Giles nodded toward the other. So that’s why he’d seemed so familiar. He saw it now. Add a few years and a paunch and he could be looking at the father. “I’m certainly sorry for your loss,” Giles said, “but I don’t see why—”
“I wanted to come with him yesterday,” Royal spoke up, “but he would have none of it. If I had done, he might be alive today.”
“What we need to know is if he got here,” Stokes said. “It’s only fair ta warn ya, we’re goin’ ta interview the servants, so ya may as well tell us the truth up front.”
“Well, yes, he did,” Giles responded. “He came and examined the boy just before dark and left before the flaw worsened. Look here, I do not appreciate the insinuation that I would lie to you. Interrogate whomever you will. The man came, and the man left alive. That’s the long and the short of it, gentlemen.”
“His horse came home without him,” Royal put in. “Spooked bad, he was. We thought me dad might have been thrown, or struck by lightning. When the storm slacked enough we set out. That’s when we found him.”

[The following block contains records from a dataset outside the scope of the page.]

//! The operator alert: an external program launched at each board-swap point.

use std::process::{Command, Stdio};

use log::debug;

use crate::error::FlashError;

/// Capability to get the operator's attention. One method, fire-and-forget,
/// so the flashing state machine can be tested with a recording fake.
pub(crate) trait Notifier {
    fn raise_alert(&mut self) -> Result<(), FlashError>;
}

/// Launches a pre-configured external program (an audible or visual cue at
/// the bench). The program's outcome is not inspected beyond launch success.
pub(crate) struct CommandNotifier {
    command: String,
}

impl CommandNotifier {
    pub(crate) fn new(command: String) -> Self {
        CommandNotifier { command }
    }
}

impl Notifier for CommandNotifier {
    fn raise_alert(&mut self) -> Result<(), FlashError> {
        debug!("launching alert command `{}`", self.command);
        // The child is intentionally not awaited; the cue plays while the
        // loop keeps watching the console.
        match Command::new(&self.command)
            .stdin(Stdio::null())
            .stdout(Stdio::null())
            .stderr(Stdio::null())
            .spawn()
        {
            Ok(_) => Ok(()),
            Err(source) => Err(FlashError::AlertLaunch {
                command: self.command.clone(),
                source,
            }),
        }
    }
}

// =============================================================================
// Unit Tests
// =============================================================================

#[cfg(test)]
mod tests {
    use super::*;

    #[test]
    fn unlaunchable_command_reports_launch_failure() {
        let mut notifier = CommandNotifier::new("/nonexistent/alert-program".into());
        match notifier.raise_alert() {
            Err(FlashError::AlertLaunch { command, .. }) => {
                assert_eq!(command, "/nonexistent/alert-program");
            }
            other => panic!("expected AlertLaunch, got {:?}", other),
        }
    }
}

“I am truly sorry,” Giles said. “But if you are trying to hang this foul deed upon me, you are wasting your time.”
“He was found on your land,” said Stokes.

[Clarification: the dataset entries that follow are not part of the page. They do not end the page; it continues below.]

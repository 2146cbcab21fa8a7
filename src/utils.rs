//! Boundary helpers: the serial console link and the operator alert.

mod alert;
mod ports;

pub(crate) use alert::{CommandNotifier, Notifier};
pub(crate) use ports::{ConsoleLink, ReadOutcome, SerialLink};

“So you pointed out earlier.”
“And you have to admit there’s been some strange goin’s on out here,” Stokes continued. “Murders, folk with their throats torn out, just like Forsythe, all hereabout ’round Longhollow Abbey.
Giles uttered a strangled sound. “Are you accusing me
of murder now?” he asked. “This is preposterous! My first wife was savaged in just such a way as you describe. No! I’m going to have to ask you to leave, gentlemen.”
“Hold on now, we ain’t said that,” Stokes admitted. “We’re just statin’ the facts.”
“But you insinuated it, and I shan’t stand here and be maligned in my own house! When you have proof, accuse me. Until then, I must ask that you leave me in peace.”
“Has your wife returned, sir?” Royal Forsythe said. “My father was particularly concerned about her absence.”
“No, she has not, but I expect her shortly. What in God’s name has my wife to do with anything?”
“Most betrothed couples that go off to Town for a special license to wed usually return together,” Stokes put in. “Never seen a bridegroom return alone.”
“Yes, well, I am not ‘most bridegrooms.’ Look here, this is bordering upon the ridiculous. We were invited guests of the Prince Regent in London, and my wife remained behind to settle some of her affairs when an emergency necessitated my return to the coast. It’s no secret that my ward had gone missing. I found him in London and brought him home straightaway to silence the sort of gammon that has brought you here this morning at great inconvenience to myself and my bride. All due respect, Mr. Forsythe, but if your father wasn’t mixing into affairs that were none of his business, he would indeed be alive today. Now, you really must excuse me, gentlemen. I can bring nothing more to bear in regard to this matter. If you wish, I will be more than glad to offer you the services of my stabler should you need a hand removing the…er, body in this storm.”
“That would be most kind of you, sir,” Stokes said. “Perhaps in the meanwhile, your wife will return and make an end of this unfortunate business.”
“There it is again! I really fail to see—”
“Did I hear my name mentioned just now?” a musical voice said from the doorway, and Tessa swept over the threshold in her Gypsy finery, heading straight into Giles’s arms.
“A most fortuitous entrance, lady wife,” he said. “These gentlemen have all but convicted me of your murder this morning.”
“My
murder
?” Tessa warbled. “Surely you jest?”
“No, I am quite serious.” He took her measure. “Where did you get that ridiculous rig?” he said.
Tessa swatted her skirt. “This?” she queried. “Moraiva lent me this costume; it’s one of her own. Mine became quite soaked coming from the lane in this maelstrom. I’m afraid it’s quite beyond repair.”